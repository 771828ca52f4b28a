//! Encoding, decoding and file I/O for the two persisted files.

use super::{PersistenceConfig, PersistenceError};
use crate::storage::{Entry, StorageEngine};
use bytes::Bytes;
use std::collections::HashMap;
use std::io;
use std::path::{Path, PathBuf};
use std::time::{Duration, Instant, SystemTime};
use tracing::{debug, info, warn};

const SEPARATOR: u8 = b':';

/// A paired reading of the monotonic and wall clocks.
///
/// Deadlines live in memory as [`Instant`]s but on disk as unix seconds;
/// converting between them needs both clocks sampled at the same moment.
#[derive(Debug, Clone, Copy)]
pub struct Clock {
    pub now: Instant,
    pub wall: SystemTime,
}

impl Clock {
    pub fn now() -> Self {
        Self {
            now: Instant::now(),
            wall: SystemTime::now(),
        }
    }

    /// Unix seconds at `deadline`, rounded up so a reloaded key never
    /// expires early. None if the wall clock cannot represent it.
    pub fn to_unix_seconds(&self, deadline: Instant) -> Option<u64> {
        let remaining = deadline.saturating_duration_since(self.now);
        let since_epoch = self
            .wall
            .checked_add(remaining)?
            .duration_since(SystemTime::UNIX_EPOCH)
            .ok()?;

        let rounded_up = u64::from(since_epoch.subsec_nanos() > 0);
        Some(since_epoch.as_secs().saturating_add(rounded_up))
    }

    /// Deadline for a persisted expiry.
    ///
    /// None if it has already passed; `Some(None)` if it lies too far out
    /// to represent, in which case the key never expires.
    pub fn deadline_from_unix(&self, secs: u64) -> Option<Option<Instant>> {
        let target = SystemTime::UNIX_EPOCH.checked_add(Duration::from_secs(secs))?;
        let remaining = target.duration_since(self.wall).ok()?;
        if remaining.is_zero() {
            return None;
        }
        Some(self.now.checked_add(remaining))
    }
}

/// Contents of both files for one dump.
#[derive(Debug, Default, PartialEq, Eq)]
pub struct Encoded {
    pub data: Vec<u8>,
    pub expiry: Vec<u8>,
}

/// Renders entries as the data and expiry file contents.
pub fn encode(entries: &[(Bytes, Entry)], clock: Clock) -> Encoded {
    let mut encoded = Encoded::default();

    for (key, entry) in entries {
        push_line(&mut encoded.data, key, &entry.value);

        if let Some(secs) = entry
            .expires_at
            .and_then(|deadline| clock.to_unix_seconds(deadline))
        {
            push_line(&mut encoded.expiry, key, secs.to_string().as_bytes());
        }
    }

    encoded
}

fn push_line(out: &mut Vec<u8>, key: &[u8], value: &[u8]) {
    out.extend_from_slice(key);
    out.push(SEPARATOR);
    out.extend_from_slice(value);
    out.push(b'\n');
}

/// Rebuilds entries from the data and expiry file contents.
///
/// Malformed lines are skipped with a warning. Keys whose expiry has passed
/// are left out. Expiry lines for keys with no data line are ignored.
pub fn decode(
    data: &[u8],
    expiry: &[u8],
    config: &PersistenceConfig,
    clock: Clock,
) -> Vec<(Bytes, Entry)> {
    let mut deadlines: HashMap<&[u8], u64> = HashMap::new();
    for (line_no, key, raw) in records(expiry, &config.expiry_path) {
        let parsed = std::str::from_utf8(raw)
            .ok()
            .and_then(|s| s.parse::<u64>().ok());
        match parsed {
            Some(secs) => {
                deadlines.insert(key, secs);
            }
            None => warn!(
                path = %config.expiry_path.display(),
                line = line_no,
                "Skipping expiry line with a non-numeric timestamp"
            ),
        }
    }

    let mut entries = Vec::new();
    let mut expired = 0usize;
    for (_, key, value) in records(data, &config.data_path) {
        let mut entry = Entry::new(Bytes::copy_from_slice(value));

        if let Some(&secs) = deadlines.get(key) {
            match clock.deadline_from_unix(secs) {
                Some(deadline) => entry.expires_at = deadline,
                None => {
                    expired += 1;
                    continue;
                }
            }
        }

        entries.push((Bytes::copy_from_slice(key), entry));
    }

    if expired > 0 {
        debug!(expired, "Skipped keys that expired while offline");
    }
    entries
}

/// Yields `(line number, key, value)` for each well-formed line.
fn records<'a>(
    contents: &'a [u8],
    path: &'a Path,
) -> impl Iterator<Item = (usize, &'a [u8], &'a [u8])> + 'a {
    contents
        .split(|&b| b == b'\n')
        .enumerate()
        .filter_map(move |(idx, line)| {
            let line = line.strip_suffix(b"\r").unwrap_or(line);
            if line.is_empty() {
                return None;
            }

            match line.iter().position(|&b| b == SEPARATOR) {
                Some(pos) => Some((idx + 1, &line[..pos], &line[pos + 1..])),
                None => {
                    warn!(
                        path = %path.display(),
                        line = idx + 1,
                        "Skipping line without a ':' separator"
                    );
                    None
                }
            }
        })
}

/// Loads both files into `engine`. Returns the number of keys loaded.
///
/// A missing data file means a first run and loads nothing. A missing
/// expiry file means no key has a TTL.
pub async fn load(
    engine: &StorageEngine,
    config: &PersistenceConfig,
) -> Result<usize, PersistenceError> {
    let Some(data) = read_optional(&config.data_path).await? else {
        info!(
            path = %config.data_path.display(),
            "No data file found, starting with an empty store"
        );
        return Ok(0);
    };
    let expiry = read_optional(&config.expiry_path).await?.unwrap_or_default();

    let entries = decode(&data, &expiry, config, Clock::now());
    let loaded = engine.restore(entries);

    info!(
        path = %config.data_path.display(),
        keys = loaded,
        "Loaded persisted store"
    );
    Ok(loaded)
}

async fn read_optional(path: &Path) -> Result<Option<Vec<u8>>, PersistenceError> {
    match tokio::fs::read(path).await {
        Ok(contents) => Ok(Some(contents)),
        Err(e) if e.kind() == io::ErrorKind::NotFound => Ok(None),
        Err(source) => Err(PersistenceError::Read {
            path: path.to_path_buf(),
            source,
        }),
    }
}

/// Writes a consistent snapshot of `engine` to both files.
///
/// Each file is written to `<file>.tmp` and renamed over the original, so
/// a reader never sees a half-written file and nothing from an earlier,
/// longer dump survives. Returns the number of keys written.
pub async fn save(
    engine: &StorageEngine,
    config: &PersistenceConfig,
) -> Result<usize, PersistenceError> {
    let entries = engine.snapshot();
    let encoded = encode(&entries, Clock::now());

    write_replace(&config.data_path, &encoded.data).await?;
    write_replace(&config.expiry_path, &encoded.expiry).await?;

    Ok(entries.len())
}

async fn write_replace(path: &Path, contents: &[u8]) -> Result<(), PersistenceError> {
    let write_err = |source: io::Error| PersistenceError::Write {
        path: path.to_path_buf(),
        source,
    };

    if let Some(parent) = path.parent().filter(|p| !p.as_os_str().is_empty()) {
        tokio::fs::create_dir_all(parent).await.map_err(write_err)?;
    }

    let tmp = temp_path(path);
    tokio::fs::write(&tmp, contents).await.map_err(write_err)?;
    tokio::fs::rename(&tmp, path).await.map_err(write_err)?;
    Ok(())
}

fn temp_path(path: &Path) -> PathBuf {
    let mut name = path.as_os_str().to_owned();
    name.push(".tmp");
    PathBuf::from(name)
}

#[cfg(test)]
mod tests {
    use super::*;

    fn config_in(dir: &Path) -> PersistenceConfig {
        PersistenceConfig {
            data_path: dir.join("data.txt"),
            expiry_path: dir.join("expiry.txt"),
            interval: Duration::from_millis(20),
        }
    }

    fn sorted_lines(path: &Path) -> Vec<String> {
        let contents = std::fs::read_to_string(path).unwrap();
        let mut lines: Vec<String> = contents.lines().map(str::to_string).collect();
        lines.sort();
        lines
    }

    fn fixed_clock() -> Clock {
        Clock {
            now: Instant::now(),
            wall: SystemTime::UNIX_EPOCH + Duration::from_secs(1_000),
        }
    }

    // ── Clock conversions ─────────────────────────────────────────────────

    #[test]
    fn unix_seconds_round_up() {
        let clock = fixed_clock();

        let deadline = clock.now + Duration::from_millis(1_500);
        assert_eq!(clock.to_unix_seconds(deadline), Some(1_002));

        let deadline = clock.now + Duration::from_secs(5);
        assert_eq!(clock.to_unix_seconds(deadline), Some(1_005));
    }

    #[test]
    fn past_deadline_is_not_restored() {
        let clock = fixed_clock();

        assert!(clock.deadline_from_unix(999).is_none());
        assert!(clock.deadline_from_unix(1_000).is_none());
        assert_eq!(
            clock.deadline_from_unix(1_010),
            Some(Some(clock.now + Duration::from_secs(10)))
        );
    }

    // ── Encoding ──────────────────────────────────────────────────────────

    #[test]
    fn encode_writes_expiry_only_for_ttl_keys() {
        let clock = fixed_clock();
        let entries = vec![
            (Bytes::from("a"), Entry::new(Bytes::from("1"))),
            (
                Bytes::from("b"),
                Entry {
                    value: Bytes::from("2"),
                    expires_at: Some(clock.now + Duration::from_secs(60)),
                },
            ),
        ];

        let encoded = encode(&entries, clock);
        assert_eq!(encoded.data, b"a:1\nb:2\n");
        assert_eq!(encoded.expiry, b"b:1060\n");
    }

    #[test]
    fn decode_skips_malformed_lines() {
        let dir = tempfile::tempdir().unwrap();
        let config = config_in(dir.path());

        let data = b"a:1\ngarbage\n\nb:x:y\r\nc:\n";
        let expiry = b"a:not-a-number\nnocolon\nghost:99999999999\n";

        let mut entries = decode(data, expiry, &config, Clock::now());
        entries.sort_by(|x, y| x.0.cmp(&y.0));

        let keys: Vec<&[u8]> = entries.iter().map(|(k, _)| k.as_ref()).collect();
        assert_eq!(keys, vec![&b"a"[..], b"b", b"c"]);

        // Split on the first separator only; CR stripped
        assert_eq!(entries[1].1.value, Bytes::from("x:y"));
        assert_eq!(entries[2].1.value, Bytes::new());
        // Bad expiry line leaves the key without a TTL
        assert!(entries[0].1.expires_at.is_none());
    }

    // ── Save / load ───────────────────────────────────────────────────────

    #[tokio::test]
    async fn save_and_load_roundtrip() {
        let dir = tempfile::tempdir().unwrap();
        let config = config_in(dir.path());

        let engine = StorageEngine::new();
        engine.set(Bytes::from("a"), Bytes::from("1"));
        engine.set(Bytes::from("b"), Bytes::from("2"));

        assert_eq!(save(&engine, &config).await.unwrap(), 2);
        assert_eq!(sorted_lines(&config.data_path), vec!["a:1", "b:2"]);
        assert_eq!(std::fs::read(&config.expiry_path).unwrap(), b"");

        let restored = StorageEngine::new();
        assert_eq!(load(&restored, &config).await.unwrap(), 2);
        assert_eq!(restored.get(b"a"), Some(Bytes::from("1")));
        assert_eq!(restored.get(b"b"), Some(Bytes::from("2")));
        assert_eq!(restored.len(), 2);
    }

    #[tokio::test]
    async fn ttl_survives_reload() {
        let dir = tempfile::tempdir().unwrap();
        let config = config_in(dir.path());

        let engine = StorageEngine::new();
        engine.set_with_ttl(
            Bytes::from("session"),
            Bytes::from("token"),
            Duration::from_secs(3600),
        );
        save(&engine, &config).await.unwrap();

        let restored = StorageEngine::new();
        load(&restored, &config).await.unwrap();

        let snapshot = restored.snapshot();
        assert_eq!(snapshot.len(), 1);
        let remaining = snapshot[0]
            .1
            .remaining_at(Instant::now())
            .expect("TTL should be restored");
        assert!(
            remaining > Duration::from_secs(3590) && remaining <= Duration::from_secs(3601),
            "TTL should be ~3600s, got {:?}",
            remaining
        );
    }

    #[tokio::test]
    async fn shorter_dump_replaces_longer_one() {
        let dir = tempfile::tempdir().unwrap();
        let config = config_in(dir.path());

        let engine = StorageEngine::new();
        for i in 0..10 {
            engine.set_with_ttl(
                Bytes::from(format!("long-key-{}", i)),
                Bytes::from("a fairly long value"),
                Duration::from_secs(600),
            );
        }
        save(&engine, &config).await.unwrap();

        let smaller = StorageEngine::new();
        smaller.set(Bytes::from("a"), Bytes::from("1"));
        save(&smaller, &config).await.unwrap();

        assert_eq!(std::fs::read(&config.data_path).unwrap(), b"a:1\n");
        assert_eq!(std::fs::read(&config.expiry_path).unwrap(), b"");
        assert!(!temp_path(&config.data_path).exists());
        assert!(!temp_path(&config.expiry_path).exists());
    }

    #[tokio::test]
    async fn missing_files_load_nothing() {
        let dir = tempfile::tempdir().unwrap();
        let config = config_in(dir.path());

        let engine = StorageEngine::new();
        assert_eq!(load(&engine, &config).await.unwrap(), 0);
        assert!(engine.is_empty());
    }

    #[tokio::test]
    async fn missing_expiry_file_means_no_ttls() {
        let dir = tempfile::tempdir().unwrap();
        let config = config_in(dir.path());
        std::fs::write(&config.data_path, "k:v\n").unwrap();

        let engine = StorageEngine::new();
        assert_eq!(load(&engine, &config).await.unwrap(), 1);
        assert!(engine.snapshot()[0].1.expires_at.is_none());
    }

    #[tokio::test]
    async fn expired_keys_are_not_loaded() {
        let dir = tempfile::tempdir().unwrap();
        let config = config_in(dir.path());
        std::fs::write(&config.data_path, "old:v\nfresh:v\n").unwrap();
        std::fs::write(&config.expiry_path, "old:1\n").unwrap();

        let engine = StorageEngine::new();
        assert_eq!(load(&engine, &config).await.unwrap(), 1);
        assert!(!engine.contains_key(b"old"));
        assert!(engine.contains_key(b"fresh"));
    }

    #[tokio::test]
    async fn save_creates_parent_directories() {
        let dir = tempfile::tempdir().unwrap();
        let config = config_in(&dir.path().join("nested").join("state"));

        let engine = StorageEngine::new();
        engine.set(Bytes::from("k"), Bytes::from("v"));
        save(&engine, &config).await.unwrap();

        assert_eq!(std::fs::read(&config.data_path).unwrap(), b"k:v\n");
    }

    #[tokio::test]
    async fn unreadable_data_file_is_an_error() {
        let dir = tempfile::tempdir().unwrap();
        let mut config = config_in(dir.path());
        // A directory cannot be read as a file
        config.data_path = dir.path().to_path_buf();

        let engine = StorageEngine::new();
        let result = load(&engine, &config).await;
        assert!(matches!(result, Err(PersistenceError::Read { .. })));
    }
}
★ ★ ★ ★
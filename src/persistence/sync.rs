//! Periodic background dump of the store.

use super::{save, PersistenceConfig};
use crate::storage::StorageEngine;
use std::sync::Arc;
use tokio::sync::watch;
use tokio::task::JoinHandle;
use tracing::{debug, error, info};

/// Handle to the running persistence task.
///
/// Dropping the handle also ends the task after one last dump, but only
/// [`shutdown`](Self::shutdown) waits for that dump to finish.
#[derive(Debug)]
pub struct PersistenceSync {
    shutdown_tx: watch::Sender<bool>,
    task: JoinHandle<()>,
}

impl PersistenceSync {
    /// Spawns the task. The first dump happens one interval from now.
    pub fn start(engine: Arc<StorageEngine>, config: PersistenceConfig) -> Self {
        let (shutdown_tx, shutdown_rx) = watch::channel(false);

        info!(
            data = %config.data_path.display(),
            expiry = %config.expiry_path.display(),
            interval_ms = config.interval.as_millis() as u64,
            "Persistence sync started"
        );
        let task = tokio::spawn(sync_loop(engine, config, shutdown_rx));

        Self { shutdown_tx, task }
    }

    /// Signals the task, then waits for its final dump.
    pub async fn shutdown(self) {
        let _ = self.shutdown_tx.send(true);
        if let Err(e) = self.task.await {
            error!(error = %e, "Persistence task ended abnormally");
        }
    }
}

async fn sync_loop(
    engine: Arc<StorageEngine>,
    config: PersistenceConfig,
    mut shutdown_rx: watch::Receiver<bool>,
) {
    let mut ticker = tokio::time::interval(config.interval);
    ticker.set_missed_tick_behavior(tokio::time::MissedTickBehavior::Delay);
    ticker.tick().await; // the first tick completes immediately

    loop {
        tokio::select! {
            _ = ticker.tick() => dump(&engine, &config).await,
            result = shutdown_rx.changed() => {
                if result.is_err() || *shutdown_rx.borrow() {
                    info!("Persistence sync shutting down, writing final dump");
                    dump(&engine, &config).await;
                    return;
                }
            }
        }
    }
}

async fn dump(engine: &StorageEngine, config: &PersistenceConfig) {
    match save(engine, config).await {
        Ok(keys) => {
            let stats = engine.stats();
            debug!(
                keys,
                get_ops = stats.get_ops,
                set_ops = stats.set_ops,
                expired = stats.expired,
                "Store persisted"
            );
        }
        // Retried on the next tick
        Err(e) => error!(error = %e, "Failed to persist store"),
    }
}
★ ★ ★ ★
Could you repeat exactly the lines above from the line with "repository 771828ca52f4b28a" up to and including the line with "key never expires.", and only those?

**EXPECTED ANSWER**
repository 771828ca52f4b28a
//! Encoding, decoding and file I/O for the two persisted files.

use super::{PersistenceConfig, PersistenceError};
use crate::storage::{Entry, StorageEngine};
use bytes::Bytes;
use std::collections::HashMap;
use std::io;
use std::path::{Path, PathBuf};
use std::time::{Duration, Instant, SystemTime};
use tracing::{debug, info, warn};

const SEPARATOR: u8 = b':';

/// A paired reading of the monotonic and wall clocks.
///
/// Deadlines live in memory as [`Instant`]s but on disk as unix seconds;
/// converting between them needs both clocks sampled at the same moment.
#[derive(Debug, Clone, Copy)]
pub struct Clock {
    pub now: Instant,
    pub wall: SystemTime,
}

impl Clock {
    pub fn now() -> Self {
        Self {
            now: Instant::now(),
            wall: SystemTime::now(),
        }
    }

    /// Unix seconds at `deadline`, rounded up so a reloaded key never
    /// expires early. None if the wall clock cannot represent it.
    pub fn to_unix_seconds(&self, deadline: Instant) -> Option<u64> {
        let remaining = deadline.saturating_duration_since(self.now);
        let since_epoch = self
            .wall
            .checked_add(remaining)?
            .duration_since(SystemTime::UNIX_EPOCH)
            .ok()?;

        let rounded_up = u64::from(since_epoch.subsec_nanos() > 0);
        Some(since_epoch.as_secs().saturating_add(rounded_up))
    }

    /// Deadline for a persisted expiry.
    ///
    /// None if it has already passed; `Some(None)` if it lies too far out
    /// to represent, in which case the key never expires.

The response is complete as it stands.